Chess engine software

REBEL is a world champion chess program developed by Ed Schröder. Development of REBEL started in 1980 on a TRS-80, and it was ported many times to dedicated hardware and the fastest microprocessors of the day:
- 1980s – Running on a TRS-80, Apple II, and inside of Mephisto brand dedicated chess computers, it won the Dutch open computer chess championship four times.
- 1991 – Ported to the ARM ChessMachine and named Gideon, it won the World Microcomputer Chess Championship.
- 1992 – Gideon won the World Computer Chess Championship, the first time a microprocessor came ahead of a field of mainframes, supercomputers, and custom chess hardware.
- 1990s – REBEL was ported to MS-DOS and then Microsoft Windows and sold commercially
  - 1997 – REBEL won a match with GM Arthur Yusupov 10.5–6.5, the first successful challenge of a chess grandmaster by a commercial program.
  - 1998 – REBEL won a match with GM Viswanathan Anand 5–3 (but lost 0.5–1.5 in the standard time control section of the match). He was rated number two in the world at the time.
- 2004 – Ed Schröder retired, releasing the last version of REBEL as the freeware chess engine Pro Deo.
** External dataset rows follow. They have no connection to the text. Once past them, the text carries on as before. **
//! gwk-dispatch
//!
//! The event dispatcher: the single consumer of gateway callback events and
//! the only public surface of the reconciliation core.
//!
//! # The one contract that matters
//!
//! Callbacks arrive from the transport-read loop, and the gateway's
//! semantics define an escaped fault there as fatal to the session. Every
//! entry point on [`GatewayDispatcher`] therefore returns `()`: internal
//! handlers return `Result`, and a thin boundary converts every error into a
//! report-and-continue action. Nothing above the boundary ever observes a
//! fault; the triggering event is dropped, not retried. Callers that need
//! strict consistency monitor the report stream.
//!
//! # Routing
//!
//! Routing is decided solely by the event's declared kind/code — the
//! error-code policy is a finite classification table in [`codes`], not
//! state-dependent logic. Side effects are issued synchronously, in the
//! order the session contract lists them per callback.

mod codes;
mod config;
mod dispatcher;
mod sinks;
mod state;

#[cfg(any(test, feature = "testkit"))]
pub mod testkit;

pub use codes::{classify, CodeClass};
pub use config::DispatchConfig;
pub use dispatcher::{DispatchError, GatewayDispatcher};
pub use sinks::{
    AlertSink, BroadcastModelBus, ExecutionRequester, ModelEvent, ModelEventBus, ReportSink,
    TracingAlerter, TracingReporter,
};
pub use state::SessionState;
- 2022 - On January 12, 2022, Ed Schröder came out of retirement to release REBEL 14 as a free chess engine. It incorporates an efficiently updatable neural network in REBEL's evaluation function, along with a heavily modified version of Fruit's search.

==Reception==
Games Domain reviewed version 7.0 and wrote: "Rebel 7.0 is an impressive chess program, both in terms of playing strength and features."